[seqfan] Sequences related to the fibonacci-sequence

David Corneth davidacorneth at gmail.com
Sun Aug 21 21:20:42 CEST 2016


Hi all,

I have some ideas about two existing sequences, A065108: Numbers
expressible as a product of Fibonacci numbers. and A114823: Indices of
Fibonacci numbers with 13 distinct prime factors.
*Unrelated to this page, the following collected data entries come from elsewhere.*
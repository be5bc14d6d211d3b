// Exchange collaborator - read-only position queries used by reconciliation
pub mod file;
pub mod memory;

use async_trait::async_trait;
use std::time::Duration;

use crate::errors::{TradeKeeperError, TradeKeeperResult};
use crate::logger::{self, LogTag};
use crate::types::ExchangePosition;

pub use file::FileExchange;
pub use memory::StaticExchange;

/// Source of live position state. Order placement lives in the strategy layer;
/// the core only reads.
#[async_trait]
pub trait ExchangeClient: Send + Sync {
    /// Short identifier used in logs
    fn name(&self) -> &'static str;

    /// Every open position in a product category (e.g. "linear")
    async fn list_open_positions(&self, category: &str) -> TradeKeeperResult<Vec<ExchangePosition>>;
}

/// Query with an upper bound. An elapsed timeout is reported as
/// `ExchangeTimeout`, never as an empty position list.
pub async fn fetch_positions_with_timeout(
    exchange: &dyn ExchangeClient,
    category: &str,
    timeout: Duration,
) -> TradeKeeperResult<Vec<ExchangePosition>> {
    match tokio::time::timeout(timeout, exchange.list_open_positions(category)).await {
        Ok(Ok(positions)) => {
            logger::debug(
                LogTag::Exchange,
                &format!(
                    "{} reported {} open position(s) in '{}'",
                    exchange.name(),
                    positions.len(),
                    category
                ),
            );
            Ok(positions)
        }
        Ok(Err(e)) => {
            logger::warning(
                LogTag::Exchange,
                &format!("{} position query failed: {}", exchange.name(), e),
            );
            Err(e)
        }
        Err(_) => {
            logger::warning(
                LogTag::Exchange,
                &format!(
                    "{} position query timed out after {:?}",
                    exchange.name(),
                    timeout
                ),
            );
            Err(TradeKeeperError::ExchangeTimeout {
                seconds: timeout.as_secs(),
            })
        }
    }
}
So to start with A065108. There is a comment from Neil saying: "As Charles
R Greathouse IV <https://oeis.org/wiki/User:Charles_R_Greathouse_IV> recently
remarked, it would be good to have an asymptotic formula for this sequence."
Maybe this can be achieved as follows: a fibonacci-number about
phi^(e_i)/sqrt(5) where phi = (1 + sqrt(5))/2. So a product of m
fibonacci-numbers is of the form phi^(sum_(i=1..m) e_i) / sqrt(5)^m. Let
E_m = sum_(i=1..m) e_i
Now, to get an approximation of how many elements there are below some n,
we (approximately) solve phi^(E_m) / sqrt(5)^m <= n for
m = 1...ceil(log(n)/log(2)). We can do so by partitioning E_m into m parts.
Probably with e_i >= 3 so we're merely dealing with products of
fibonacci-numbers >= fibonacci(3) = 2.

I wrote the following code to do it in PARI but I'm unable to see if the
error is a conincidence or wrong.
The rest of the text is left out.